The enterprise WAN is in the midst of a major transformation, requiring network managers and administrators to do things differently and to develop new skills. The key to developing a plan for the new world is to understand the new rules of networking in the digital era. Below are five “rules of the road” for the WAN in the digital era:
- Simplification is the network engineer’s best friend. A decade ago networks were fairly simple. Well-defined parameters, corporate-owned endpoints, and users who worked on company premises with applications hosted in the data center. Today’s environment is radically different, where BYOD, WiFi, and cloud-based applications rule the workplace. The complexity of the WAN edge has gone through the roof making it significantly more difficult to manage and to align with business requirements. Simplifying the WAN edge must be a top initiative for network managers and administrators.
- The need for speed. Digital organizations move with speed and agility. Business leaders expect their technology infrastructure and applications to accelerate growth and profitability and to maintain competitive edge. With legacy WANs, the average time it takes to implement a change across the network is 4-5 months, making it unacceptable for an agile business. Network operations must find a way to run the network and applications faster to ensure that it does not become a bottleneck or hold the company back.

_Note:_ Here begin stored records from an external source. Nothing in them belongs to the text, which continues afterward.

//! # Spherical-harmonic coefficient tables (SHC)
//!
//! This module loads the **Gauss coefficients** (g, h) of the International
//! Geomagnetic Reference Field from the fixed SHC text format and exposes them as an
//! immutable, time-indexed [`CoefficientModel`](crate::coefficients::CoefficientModel).
//!
//! ## Public API
//!
//! ### [`crate::coefficients::ShcModel`]
//! Enumeration of the embedded model generations:
//!
//! - `ShcModel::Igrf13` – 13th generation, epochs 1900–2025
//! - `ShcModel::Igrf14` – 14th generation, epochs 1900–2030 (default)
//!
//! ```rust
//! use igrf::coefficients::ShcModel;
//!
//! let generation: ShcModel = "IGRF-13".parse().unwrap();
//! let model = generation.coefficient_model().unwrap();
//! assert_eq!(model.nmax(), 13);
//! ```
//!
//! Each embedded table is parsed **once per process** and shared as a
//! `&'static CoefficientModel`; the model is read-only, so any number of threads
//! can evaluate against it concurrently.
//!
//! ### [`crate::coefficients::CoefficientModel`]
//!
//! Built from arbitrary SHC text with
//! [`CoefficientModel::from_shc_str`](crate::coefficients::CoefficientModel::from_shc_str)
//! or from a file with
//! [`CoefficientModel::from_shc_file`](crate::coefficients::CoefficientModel::from_shc_file).
//!
//! ## SHC format
//!
//! ```text
//! # IGRF 13                                   <- first comment line = model name
//! # ...                                       <- other comments are skipped
//! 1  13 26 2 1 1900.0 2025.0                  <- nmin nmax N order step start_year end_year
//!    1900.0 1905.0 ... 2025.0                 <- N epochs
//!  1   0 -31543 -31464 ... -29376.3           <- n m c_1 ... c_N
//!  1   1  -2298  -2298 ...  -1413.9           <- cosine term (g)
//!  1  -1   5922   5909 ...   4523.0           <- sine term (h), order sign is not relied on
//! ```
//!
//! Coefficient rows follow the canonical order: for each degree `n`, the `m = 0`
//! term, then for `m = 1..=n` the cosine term followed by the sine term. The
//! loader checks that order row by row, so a missing or duplicated row is a
//! load-time error and never a silently shifted coefficient.
pub mod interpolation;
mod shc_parser;

use std::{fmt, str::FromStr};

use camino::Utf8Path;
use itertools::Itertools;
use nalgebra::DMatrix;
use once_cell::sync::OnceCell;
use tracing::debug;

use crate::{constants::DecimalYear, igrf_errors::IgrfError};
use shc_parser::{parse_coefficient_row, parse_epochs, parse_header};

static IGRF13_SHC: &str = include_str!("data_models/igrf13.shc");
static IGRF14_SHC: &str = include_str!("data_models/igrf14.shc");

static IGRF13_MODEL: OnceCell<CoefficientModel> = OnceCell::new();
static IGRF14_MODEL: OnceCell<CoefficientModel> = OnceCell::new();

/// Embedded IGRF model generations.
#[derive(Debug, Clone, Copy, PartialEq, Eq, Hash, Default)]
pub enum ShcModel {
    Igrf13,
    #[default]
    Igrf14,
}

impl ShcModel {
    /// Raw SHC text of this generation.
    pub fn shc_table(&self) -> &'static str {
        match self {
            ShcModel::Igrf13 => IGRF13_SHC,
            ShcModel::Igrf14 => IGRF14_SHC,
        }
    }

    /// Parsed coefficient model of this generation.
    ///
    /// The table is parsed on first access and cached for the lifetime of the
    /// process; later calls return the same reference.
    ///
    /// Return
    /// ----------
    /// * The shared [`CoefficientModel`], or the [`IgrfError`] raised while parsing
    ///   the embedded table.
    pub fn coefficient_model(&self) -> Result<&'static CoefficientModel, IgrfError> {
        let cell = match self {
            ShcModel::Igrf13 => &IGRF13_MODEL,
            ShcModel::Igrf14 => &IGRF14_MODEL,
        };
        cell.get_or_try_init(|| CoefficientModel::from_shc_str(self.shc_table()))
    }
}

impl fmt::Display for ShcModel {
    fn fmt(&self, f: &mut fmt::Formatter<'_>) -> fmt::Result {
        match self {
            ShcModel::Igrf13 => write!(f, "IGRF13"),
            ShcModel::Igrf14 => write!(f, "IGRF14"),
        }
    }
}

impl FromStr for ShcModel {
    type Err = IgrfError;

    fn from_str(s: &str) -> Result<Self, Self::Err> {
        let normalized: String = s
            .chars()
            .filter(|c| !matches!(c, '-' | '_' | ' '))
            .collect::<String>()
            .to_ascii_uppercase();
        match normalized.as_str() {
            "IGRF13" => Ok(ShcModel::Igrf13),
            "IGRF14" => Ok(ShcModel::Igrf14),
            _ => Err(IgrfError::InvalidShcModel(format!("Invalid SHC model: {s}"))),
        }
    }
}

impl TryFrom<&str> for ShcModel {
    type Error = IgrfError;

    fn try_from(value: &str) -> Result<Self, Self::Error> {
        value.parse()
    }
}

/// Parameter line of an SHC table.
#[derive(Debug, Clone, Copy, PartialEq)]
pub struct ShcHeader {
    /// Lowest degree present in the table.
    pub nmin: usize,
    /// Highest degree present in the table.
    pub nmax: usize,
    /// Number of tabulated epochs.
    pub n_epochs: usize,
    /// Order of the temporal interpolation (2 = piecewise linear).
    pub order: usize,
    /// Number of splines per epoch step.
    pub step: usize,
    pub start_year: DecimalYear,
    pub end_year: DecimalYear,
}

/// Number of coefficients for degrees `nmin..=nmax`, i.e. `(nmax + 1)² - nmin²`.
///
/// For `nmin = 1` this is `nmax² + 2·nmax` (195 for degree 13).
pub fn coefficient_count(nmin: usize, nmax: usize) -> usize {
    (nmax + 1) * (nmax + 1) - nmin * nmin
}

/// Canonical `(n, m)` sequence of an SHC table: one `m = 0` row per degree,
/// then a cosine/sine pair for every `m = 1..=n`.
pub(crate) fn canonical_degree_order(
    nmin: usize,
    nmax: usize,
) -> impl Iterator<Item = (usize, usize)> {
    (nmin..=nmax).flat_map(|n| {
        std::iter::once((n, 0)).chain((1..=n).flat_map(move |m| [(n, m), (n, m)]))
    })
}

/// Time-indexed Gauss coefficients of one model generation.
///
/// `coefficients` is an `N × E` matrix: row `i` is the time series of the i-th
/// coefficient in canonical order, column `j` holds every coefficient at
/// `epochs[j]`.
///
/// Invariants (checked at load time)
/// -----------------
/// * `epochs` is strictly increasing and holds at least two values.
/// * `coefficients.ncols() == epochs.len()`.
/// * `coefficients.nrows() == nmax² + 2·nmax`.
#[derive(Debug, Clone, PartialEq)]
pub struct CoefficientModel {
    name: String,
    header: ShcHeader,
    epochs: Vec<DecimalYear>,
    coefficients: DMatrix<f64>,
}

impl CoefficientModel {
    /// Parse an SHC table held in memory.
    ///
    /// The first comment line becomes the model name (without the leading `#`).
    ///
    /// Arguments
    /// -----------------
    /// * `table`: full text of the SHC table.
    ///
    /// Return
    /// ----------
    /// * The parsed model, or a format error:
    ///   [`IgrfError::InvalidHeader`], [`IgrfError::NomParsingError`],
    ///   [`IgrfError::EpochCountMismatch`], [`IgrfError::NonMonotonicEpochs`],
    ///   [`IgrfError::ColumnCountMismatch`], [`IgrfError::UnexpectedDegreeOrder`]
    ///   or [`IgrfError::RowCountMismatch`].
    pub fn from_shc_str(table: &str) -> Result<Self, IgrfError> {
        Self::parse_table(table, None)
    }

    /// Read and parse an SHC file; the model is named after the file.
    ///
    /// See also
    /// ------------
    /// * [`CoefficientModel::from_shc_str`] – in-memory variant and error list.
    pub fn from_shc_file(path: &Utf8Path) -> Result<Self, IgrfError> {
        let table = std::fs::read_to_string(path)?;
        Self::parse_table(&table, path.file_name())
    }

    fn parse_table(table: &str, file_name: Option<&str>) -> Result<Self, IgrfError> {
        let mut name: Option<String> = file_name.map(str::to_string);
        let mut header: Option<ShcHeader> = None;
        let mut epochs: Option<Vec<f64>> = None;
        let mut rows: Vec<Vec<f64>> = Vec::new();
        let mut expected_order: Option<Box<dyn Iterator<Item = (usize, usize)>>> = None;

        for (index, raw_line) in table.lines().enumerate() {
            let line_number = index + 1;
            let line = raw_line.trim();
            if line.is_empty() {
                continue;
            }

            if let Some(comment) = line.strip_prefix('#') {
                if name.is_none() {
                    name = Some(comment.trim().to_string());
                }
                continue;
            }

            let Some(header) = header else {
                let (_, parsed) = parse_header(line)
                    .map_err(|_e| IgrfError::InvalidHeader(line.to_string()))?;
                header = Some(Self::validate_header(parsed)?);
                continue;
            };

            let Some(epochs) = epochs.as_ref() else {
                let (_, parsed) =
                    parse_epochs(line).map_err(|_e| IgrfError::NomParsingError(line.to_string()))?;
                if parsed.len() != header.n_epochs {
                    return Err(IgrfError::EpochCountMismatch {
                        expected: header.n_epochs,
                        found: parsed.len(),
                    });
                }
                if !parsed.iter().tuple_windows().all(|(a, b)| a < b) {
                    return Err(IgrfError::NonMonotonicEpochs);
                }
                epochs = Some(parsed);
                expected_order = Some(Box::new(canonical_degree_order(
                    header.nmin,
                    header.nmax,
                )));
                continue;
            };

            let (_, (n, m, values)) = parse_coefficient_row(line)
                .map_err(|_e| IgrfError::NomParsingError(line.to_string()))?;

            if values.len() != epochs.len() {
                return Err(IgrfError::ColumnCountMismatch {
                    line: line_number,
                    expected: epochs.len() + 2,
                    found: values.len() + 2,
                });
            }

            let expected = expected_order.as_mut().and_then(|order| order.next());
            match expected {
                Some((expected_n, expected_m))
                    if n.unsigned_abs() as usize == expected_n
                        && m.unsigned_abs() as usize == expected_m => {}
                Some((expected_n, expected_m)) => {
                    return Err(IgrfError::UnexpectedDegreeOrder {
                        line: line_number,
                        expected_n,
                        expected_m,
                        found_n: n,
                        found_m: m,
                    })
                }
                None => {
                    return Err(IgrfError::RowCountMismatch {
                        expected: coefficient_count(header.nmin, header.nmax),
                        found: rows.len() + 1,
                    })
                }
            }

            rows.push(values);
        }

        let header =
            header.ok_or_else(|| IgrfError::InvalidHeader("missing parameter line".into()))?;
        let epochs = epochs.ok_or_else(|| IgrfError::InvalidHeader("missing epoch line".into()))?;

        let expected_rows = coefficient_count(header.nmin, header.nmax);
        if rows.len() != expected_rows {
            return Err(IgrfError::RowCountMismatch {
                expected: expected_rows,
                found: rows.len(),
            });
        }

        let coefficients =
            DMatrix::from_row_iterator(rows.len(), epochs.len(), rows.into_iter().flatten());

        let model = CoefficientModel {
            name: name.unwrap_or_else(|| "SHC Name Unknown".to_string()),
            header,
            epochs,
            coefficients,
        };

        debug!(
            name = %model.name,
            nmax = model.nmax(),
            first_epoch = model.first_epoch(),
            last_epoch = model.last_epoch(),
            "loaded SHC coefficient table"
        );

        Ok(model)
    }

    fn validate_header(header: ShcHeader) -> Result<ShcHeader, IgrfError> {
        if header.nmin != 1 {
            return Err(IgrfError::InvalidHeader(format!(
                "tables must start at degree 1, found nmin = {}",
                header.nmin
            )));
        }
        if header.nmax < header.nmin {
            return Err(IgrfError::InvalidHeader(format!(
                "nmax = {} is lower than nmin = {}",
                header.nmax, header.nmin
            )));
        }
        if header.n_epochs < 2 {
            return Err(IgrfError::InvalidHeader(format!(
                "at least two epochs are required, found {}",
                header.n_epochs
            )));
        }
        Ok(header)
    }

    /// Display name (first comment line, or file name for file-based models).
    pub fn name(&self) -> &str {
        &self.name
    }

    pub fn header(&self) -> &ShcHeader {
        &self.header
    }

    /// Maximum spherical-harmonic degree of the table.
    pub fn nmax(&self) -> usize {
        self.header.nmax
    }

    pub fn epochs(&self) -> &[DecimalYear] {
        &self.epochs
    }

    pub fn first_epoch(&self) -> DecimalYear {
        self.epochs[0]
    }

    pub fn last_epoch(&self) -> DecimalYear {
        self.epochs[self.epochs.len() - 1]
    }

    /// `N × E` coefficient matrix, rows in canonical `(n, m)` order.
    pub fn coefficients(&self) -> &DMatrix<f64> {
        &self.coefficients
    }

    /// Number of coefficients per epoch.
    pub fn coefficient_count(&self) -> usize {
        self.coefficients.nrows()
    }
}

- Manual processes are the mortal enemy of network operations. The concept of network automation has been around for some time but has given many network engineers the “heebie jeebies” for several reasons. First, there’s the element of trust, since most high-level router jockeys think they can make changes faster and more accurately. As it turns out, this is nothing more than a fallacy – the #1 cause of network downtime remains human error from misconfiguration. Second, automation tools implement changes much faster than any person or team of people can. The time has come for network engineers to shed their legacy thinking that automation is bad and embrace it as the way forward.
- Broadband is business grade. Broadband has been widely used by consumers for decades now but many businesses have shied away from commodity connectivity, preferring higher-cost MPLS circuits with established Service Level Agreements (SLAs). On paper this might seem logical — pay more for the certainty that the network will perform as required by the business — but the fact is that most SLAs are nothing more than false hope. Even if the business can prove an SLA violation occurred, service providers typically only reimburse customers for the time they were in violation. An hour outage for a business could result in millions of dollars being lost and the telco reimburses them a few bucks? And somehow, that seems fair? A single broadband connection won’t solve these woes, but multiple broadband links with WAN optimization and aggregation tools can. Broadband is now viable for business connectivity.
- Visibility is mandatory. Historically I would put the lack of application visibility into the inconvenient category for network managers and administrators. A user would call saying a certain application was performing poorly and the long, arduous task of sleuthing the root cause would commence. However, in the past workers weren’t as reliant on the network to get stuff done as they are today. As more services move to the cloud and more things get connected, reliance on the network will only become more critical. End to end visibility and control of application traffic and performance will enable network operations to diagnose and address problems before they impact network or application performance. Without visibility and control, the best you can hope for is an educated guess. A finger in the air is no way to manage the network.